Tiled 2D convolution algorithm as slow as untiled 2D convolution algorithm

Code can be found here: https://github.com/Kev-Jia/cuda/tree/master/convolution

Earlier today I posted about some computational issues with my untiled 2D convolution algorithm - and I was kind of hoping fixing those would then fix the issue in the title. However, the execution time outputs for both programs are highly inconsistent and often have the untiled algorithm outperforming the tiled algorithm in many cases - how and why is this, and how can I fix this? Oddly enough, this trend and the inconsistency of execution times does not show with my 1D tiled and untiled convolution algorithms - and I do not know why that is.

I don’t understand how you could measure/compare performance sensibly with randomly chosen dimensions, especially randomly chosen mask dimensions.

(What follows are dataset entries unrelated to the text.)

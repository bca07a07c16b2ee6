//! Channel policy access with a read-through cache.
//!
//! Policies are read on every enforcement decision and written only by the
//! `set` command and on first join. Reads are served from a `DashMap`; a
//! write drops the cached entry while holding the write side of a lock whose
//! read side guards cache fills, so a fill can never reinstate a stale row.

use crate::config::PolicyDefaults;
use crate::db::{ChannelPolicy, Database};
use crate::error::{ModerationError, ModerationResult};
use crate::moderation::channel_key;
use dashmap::DashMap;
use tokio::sync::RwLock;
use tracing::info;

/// Keys accepted by `set`, in the order `policy` prints them.
pub const SETTING_KEYS: &[&str] = &[
    "warn_to_kick",
    "kick_to_ban",
    "kick",
    "ban",
    "private_notify",
    "ban_time",
    "kick_template",
    "ban_template",
    "kick_reason",
    "ban_reason",
    "enforcer",
];

/// Cached access to [`ChannelPolicy`] rows.
pub struct PolicyStore {
    db: Database,
    defaults: PolicyDefaults,
    cache: DashMap<String, ChannelPolicy>,
    write_gate: RwLock<()>,
}

impl PolicyStore {
    pub fn new(db: Database, defaults: PolicyDefaults) -> Self {
        Self {
            db,
            defaults,
            cache: DashMap::new(),
            write_gate: RwLock::new(()),
        }
    }

    /// Policy for a channel, if it was ever initialized.
    pub async fn get(&self, channel: &str) -> ModerationResult<Option<ChannelPolicy>> {
        let key = channel_key(channel);
        if let Some(policy) = self.cache.get(&key) {
            return Ok(Some(policy.clone()));
        }

        let _fill = self.write_gate.read().await;
        if let Some(policy) = self.cache.get(&key) {
            return Ok(Some(policy.clone()));
        }

        let policy = self.db.policies().find(&key).await?;
        if let Some(ref policy) = policy {
            self.cache.insert(key, policy.clone());
        }
        Ok(policy)
    }

    /// Policy for a channel the warden is active in. A miss is an internal
    /// invariant violation, not a caller error.
    pub async fn require(&self, channel: &str) -> ModerationResult<ChannelPolicy> {
        self.get(channel)
            .await?
            .ok_or_else(|| ModerationError::PolicyMissing(channel_key(channel)))
    }

    /// Create the policy from defaults unless it already exists.
    pub async fn ensure(&self, channel: &str) -> ModerationResult<ChannelPolicy> {
        let key = channel_key(channel);
        let _write = self.write_gate.write().await;

        let policy = self.db.policies().ensure(&key, &self.defaults).await?;
        self.cache.remove(&key);
        Ok(policy)
    }

    /// Load, mutate and persist a policy.
    ///
    /// Fails with [`ModerationError::RecordNotFound`] if the channel has no
    /// policy yet.
    pub async fn update<F>(&self, channel: &str, mutate: F) -> ModerationResult<ChannelPolicy>
    where
        F: FnOnce(&mut ChannelPolicy) -> ModerationResult<()>,
    {
        let key = channel_key(channel);
        let _write = self.write_gate.write().await;

        let mut policy = self
            .db
            .policies()
            .find(&key)
            .await?
            .ok_or_else(|| ModerationError::RecordNotFound(key.clone()))?;

        mutate(&mut policy)?;

        if !self.db.policies().save(&policy).await? {
            return Err(ModerationError::RecordNotFound(key));
        }
        self.cache.remove(&key);

        info!(channel = %policy.channel, "channel policy updated");
        Ok(policy)
    }
}

/// Apply one `set <key> <value>` to a policy.
pub fn apply_setting(policy: &mut ChannelPolicy, key: &str, value: &str) -> ModerationResult<()> {
    let value = value.trim();
    match key.to_ascii_lowercase().as_str() {
        "warn_to_kick" => policy.warn_to_kick = parse_threshold("warn_to_kick", value)?,
        "kick_to_ban" => policy.kick_to_ban = parse_threshold("kick_to_ban", value)?,
        "kick" => policy.kick_enabled = parse_switch("kick", value)?,
        "ban" => policy.ban_enabled = parse_switch("ban", value)?,
        "private_notify" => policy.private_notify = parse_switch("private_notify", value)?,
        "ban_time" => {
            policy.ban_duration = value
                .parse()
                .map_err(|_| invalid_value("ban_time", "a number of seconds"))?
        }
        "kick_template" => policy.kick_template = non_empty("kick_template", value)?,
        "ban_template" => policy.ban_template = non_empty("ban_template", value)?,
        "kick_reason" => policy.kick_reason = non_empty("kick_reason", value)?,
        "ban_reason" => policy.ban_reason = non_empty("ban_reason", value)?,
        "enforcer" => {
            if value.is_empty() || value.contains(char::is_whitespace) {
                return Err(invalid_value("enforcer", "a single nickname"));
            }
            policy.enforcer = value.to_string();
        }
        _ => {
            return Err(ModerationError::InvalidArguments(format!(
                "set <channel> <key> <value>, key one of: {}",
                SETTING_KEYS.join(", ")
            )));
        }
    }
    Ok(())
}

/// Human-readable `key = value` lines for a policy.
pub fn describe(policy: &ChannelPolicy) -> Vec<String> {
    vec![
        format!("warn_to_kick = {}", policy.warn_to_kick),
        format!("kick_to_ban = {}", policy.kick_to_ban),
        format!("kick = {}", on_off(policy.kick_enabled)),
        format!("ban = {}", on_off(policy.ban_enabled)),
        format!("private_notify = {}", on_off(policy.private_notify)),
        format!("ban_time = {}", policy.ban_duration),
        format!("kick_template = {}", policy.kick_template),
        format!("ban_template = {}", policy.ban_template),
        format!("kick_reason = {}", policy.kick_reason),
        format!("ban_reason = {}", policy.ban_reason),
        format!("enforcer = {}", policy.enforcer),
    ]
}

fn on_off(flag: bool) -> &'static str {
    if flag { "on" } else { "off" }
}

fn parse_threshold(key: &str, value: &str) -> ModerationResult<u32> {
    match value.parse::<u32>() {
        Ok(n) if n > 0 => Ok(n),
        _ => Err(invalid_value(key, "a number greater than zero")),
    }
}

fn parse_switch(key: &str, value: &str) -> ModerationResult<bool> {
    match value.to_ascii_lowercase().as_str() {
        "on" | "true" | "yes" | "1" => Ok(true),
        "off" | "false" | "no" | "0" => Ok(false),
        _ => Err(invalid_value(key, "on|off")),
    }
}

fn non_empty(key: &str, value: &str) -> ModerationResult<String> {
    if value.is_empty() {
        return Err(invalid_value(key, "a non-empty value"));
    }
    Ok(value.to_string())
}

fn invalid_value(key: &str, expected: &str) -> ModerationError {
    ModerationError::InvalidArguments(format!("set <channel> {} <{}>", key, expected))
}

Also, since you are clamping against tile dimensions in the tiled case, and not in the other, you could not expect comparable results between the two. Therefore it makes little sense to me to compare perf - they are not doing the same calculations.

1 Like

What do you mean by clamping against tile dimensions? Do you mean me limiting the threads that perform the convolution operation to those within array boundaries? (given arbitrary array dimensions)

I would like to withdraw that comment. Let me instead suggest that before comparing performance, you make sure that both approaches are producing the same result for the same input and dimensions.

1 Like

OK both approaches appear to be producing the same result (approximately). Good!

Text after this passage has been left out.